Automated Generation of Input Data for Machine-Learning-Based Predictions of Ni(I) Dimer Formation
TimeTuesday, June 23rd3:49pm - 3:52pm
DescriptionNi(I) dimers are useful for selective synthesis and catalyze complex reactions, which is why there is a high demand for finding similar catalysts. An experimental approach for testing candidates to form this specific catalyst is time-consuming and difficult to study systematically. Therefore, the researchers of the Schoenebeck Group at the RWTH Institute of Organic Chemistry hope to explore suitable ligands through machine learning. Ligands are ions/molecules attached to the dinuclear nickel core.

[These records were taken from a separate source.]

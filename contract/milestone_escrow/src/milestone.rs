//! Milestone lifecycle.
//!
//! ```text
//! PENDING ──evidence──▶ UNDER_REVIEW ──quorum/approve──▶ APPROVED ──payout──▶ COMPLETED
//!                          │   ▲
//!      quorum/reject,      ▼   │ evidence (new round)
//!      deadline, admin   REJECTED
//! ```
//!
//! Evidence submission is the only transition driven by the owner; the rest
//! go through the coordinator or the payout agent.

use soroban_sdk::{Env, String, Vec};

use crate::campaign;
use crate::config::{extend_persistent, next_id};
use crate::storage_types::{
    CampaignId, DataKey, Error, EvidenceItem, EvidenceRecord, Milestone, MilestoneId,
    MilestoneStatus, PersistentKey,
};

pub fn create(
    e: &Env,
    campaign_id: CampaignId,
    amount: i128,
    expected_date: u64,
    title: String,
) -> Result<Milestone, Error> {
    if amount <= 0 {
        return Err(Error::InvalidAmount);
    }
    if title.is_empty() {
        return Err(Error::InvalidInput);
    }

    let mut campaign = campaign::load_active(e, campaign_id)?;
    campaign::commit(e, &mut campaign, amount)?;

    let id = next_id(e, &DataKey::NextMilestoneId)?;
    let milestone = Milestone {
        id,
        campaign_id,
        title,
        amount,
        expected_date,
        status: MilestoneStatus::Pending,
        description: String::from_str(e, ""),
        review_round: 0,
        review_started_at: 0,
        resolved_at: None,
        created_at: e.ledger().timestamp(),
    };
    save(e, &milestone);

    let list_key = PersistentKey::CampaignMilestones(campaign_id);
    let mut ids = list(e, campaign_id);
    ids.push_back(id);
    e.storage().persistent().set(&list_key, &ids);
    extend_persistent(e, &list_key);

    Ok(milestone)
}

pub fn load(e: &Env, milestone_id: MilestoneId) -> Result<Milestone, Error> {
    e.storage()
        .persistent()
        .get(&PersistentKey::Milestone(milestone_id))
        .ok_or(Error::MilestoneNotFound)
}

pub fn save(e: &Env, milestone: &Milestone) {
    let key = PersistentKey::Milestone(milestone.id);
    e.storage().persistent().set(&key, milestone);
    extend_persistent(e, &key);
}

pub fn list(e: &Env, campaign_id: CampaignId) -> Vec<MilestoneId> {
    e.storage()
        .persistent()
        .get(&PersistentKey::CampaignMilestones(campaign_id))
        .unwrap_or(Vec::new(e))
}

pub fn evidence(e: &Env, milestone_id: MilestoneId) -> Vec<EvidenceRecord> {
    e.storage()
        .persistent()
        .get(&PersistentKey::Evidence(milestone_id))
        .unwrap_or(Vec::new(e))
}

/// Appends the evidence and opens a new review round.
///
/// Allowed from PENDING, and from REJECTED for resubmission.
pub fn submit_evidence(
    e: &Env,
    milestone: &mut Milestone,
    items: &Vec<EvidenceItem>,
    description: String,
) -> Result<(), Error> {
    match milestone.status {
        MilestoneStatus::Pending | MilestoneStatus::Rejected => {}
        _ => return Err(Error::InvalidState),
    }
    if items.is_empty() || description.is_empty() {
        return Err(Error::InvalidInput);
    }
    for item in items.iter() {
        if item.uri.is_empty() {
            return Err(Error::InvalidInput);
        }
    }

    let round = milestone
        .review_round
        .checked_add(1)
        .ok_or(Error::ArithmeticOverflow)?;
    let now = e.ledger().timestamp();

    let key = PersistentKey::Evidence(milestone.id);
    let mut records = evidence(e, milestone.id);
    for item in items.iter() {
        records.push_back(EvidenceRecord {
            round,
            uri: item.uri,
            content_hash: item.content_hash,
            submitted_at: now,
        });
    }
    e.storage().persistent().set(&key, &records);
    extend_persistent(e, &key);

    milestone.status = MilestoneStatus::UnderReview;
    milestone.description = description;
    milestone.review_round = round;
    milestone.review_started_at = now;
    milestone.resolved_at = None;
    save(e, milestone);
    Ok(())
}

/// UNDER_REVIEW -> APPROVED or REJECTED.
pub fn resolve(e: &Env, milestone: &mut Milestone, approved: bool) -> Result<(), Error> {
    if milestone.status != MilestoneStatus::UnderReview {
        return Err(Error::InvalidState);
    }
    milestone.status = if approved {
        MilestoneStatus::Approved
    } else {
        MilestoneStatus::Rejected
    };
    milestone.resolved_at = Some(e.ledger().timestamp());
    save(e, milestone);
    Ok(())
}

/// APPROVED -> COMPLETED once the payout has settled. Terminal.
pub fn complete(e: &Env, milestone: &mut Milestone) -> Result<(), Error> {
    if milestone.status != MilestoneStatus::Approved {
        return Err(Error::InvalidState);
    }
    milestone.status = MilestoneStatus::Completed;
    save(e, milestone);
    Ok(())
}

/// Whether the review window of the current round has elapsed.
pub fn review_expired(e: &Env, milestone: &Milestone, review_period: u64) -> bool {
    if review_period == 0 {
        return false;
    }
    let deadline = milestone.review_started_at.saturating_add(review_period);
    e.ledger().timestamp() >= deadline
}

Previously, the workflow to create data to extract ML features from has only been partially implemented and required a lot of manual interaction, which made it prone to errors. This project focuses on developing a fully automated, Python-based framework for generating ML input for identifying ligands that form new, reactive Ni(I) dimers. The framework adapts the previous workflow in a more efficient way that includes automatic error detection and requires little user interference. This ML data set is generated in silico by applying DFT calculations to a library of so-called species that ligands and nickel can form. Beyond that, this approach results in an input data set large enough to provide innovative insights into identifying novel, reactive Ni(I) dimers. This is more difficult to achieve with purely experimental data which is often limited in size and incidentally biased, which are still some of the main challenges of ML in the field of chemistry. As the next step, different ML algorithms and their effectiveness for this particular data set generated by the automated framework will be investigated.